ImageNet: A Large-Scale Hierarchical Image Database
Summary
The paper introduces ImageNet, a large-scale hierarchical image database built upon the WordNet structure, aiming to provide a comprehensive resource for developing advanced image search and understanding algorithms. ImageNet seeks to populate the majority of WordNet's 80,000 synsets with 500-1000 high-quality images each, resulting in tens of millions of annotated images organized semantically.
ImageNet's construction involves collecting candidate images from the Internet using search engines and human verification through Amazon Mechanical Turk to ensure accuracy. The current version includes 12 subtrees with 5247 synsets and 3.2 million images, demonstrating greater scale, diversity, and accuracy compared to existing datasets.
The paper highlights ImageNet's potential applications in object recognition, image classification, and automatic object clustering, showcasing its utility as a resource for visual recognition tasks. Experiments demonstrate that ImageNet's clean, high-resolution images improve recognition accuracy, and its hierarchical structure enhances classification performance.

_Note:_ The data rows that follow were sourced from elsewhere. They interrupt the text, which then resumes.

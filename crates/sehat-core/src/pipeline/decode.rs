//! Upload decoding with size limits and content-sniffed format detection.

use image::{DynamicImage, GenericImageView, ImageFormat};
use std::io::Cursor;

use crate::error::EncodingError;

/// Decodes uploaded bytes into an in-memory image.
#[derive(Debug, Clone)]
pub struct ImageDecoder {
    max_bytes: u64,
}

impl ImageDecoder {
    /// Create a decoder that rejects uploads larger than `max_bytes`.
    pub fn new(max_bytes: u64) -> Self {
        Self { max_bytes }
    }

    /// Decode an optional upload.
    ///
    /// A missing or zero-length upload is treated as "no image" rather than
    /// a failure, so the caller can show guidance instead of an error.
    pub async fn decode_upload(
        &self,
        bytes: Option<Vec<u8>>,
    ) -> Result<Option<DynamicImage>, EncodingError> {
        match bytes {
            Some(bytes) if !bytes.is_empty() => self.decode(bytes).await.map(Some),
            _ => Ok(None),
        }
    }

    /// Decode bytes on the blocking pool.
    pub async fn decode(&self, bytes: Vec<u8>) -> Result<DynamicImage, EncodingError> {
        let decoder = self.clone();
        tokio::task::spawn_blocking(move || decoder.decode_sync(&bytes))
            .await
            .map_err(|e| EncodingError::Decode(format!("Task join error: {e}")))?
    }

    /// Synchronous decode with validation.
    pub fn decode_sync(&self, bytes: &[u8]) -> Result<DynamicImage, EncodingError> {
        let size = bytes.len() as u64;
        if size > self.max_bytes {
            return Err(EncodingError::TooLarge {
                size_mb: size / (1024 * 1024),
                max_mb: self.max_bytes / (1024 * 1024),
            });
        }

        let reader = image::ImageReader::new(Cursor::new(bytes))
            .with_guessed_format()
            .map_err(|e| EncodingError::Decode(format!("Cannot detect image format: {e}")))?;
        let format = reader
            .format()
            .ok_or_else(|| EncodingError::Decode("Unrecognized image format".to_string()))?;
        let image = reader
            .decode()
            .map_err(|e| EncodingError::Decode(e.to_string()))?;

        let (width, height) = image.dimensions();
        if width == 0 || height == 0 {
            return Err(EncodingError::EmptyImage { width, height });
        }

        tracing::debug!(
            "Decoded {} upload: {width}x{height}, {size} bytes",
            format_to_string(format)
        );
        Ok(image)
    }
}

/// Convert an ImageFormat to a string representation.
pub fn format_to_string(format: ImageFormat) -> &'static str {
    match format {
        ImageFormat::Jpeg => "jpeg",
        ImageFormat::Png => "png",
        ImageFormat::WebP => "webp",
        ImageFormat::Gif => "gif",
        ImageFormat::Tiff => "tiff",
        ImageFormat::Bmp => "bmp",
        _ => "other",
    }
}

Limitations include the absence of segmentation annotations and the challenge of achieving high precision for deeper synsets in the hierarchy. Future work aims to complete ImageNet with 50 million images, enhance its accessibility, and extend its capabilities with additional annotations and community involvement.
The authors envision ImageNet becoming a central resource for vision-related research, offering a training resource for rare object models, a benchmark dataset for algorithm evaluation, and a platform for exploring semantic relations in visual modeling. The database also holds potential for advancing human vision research by aligning cognitive and visual hierarchies.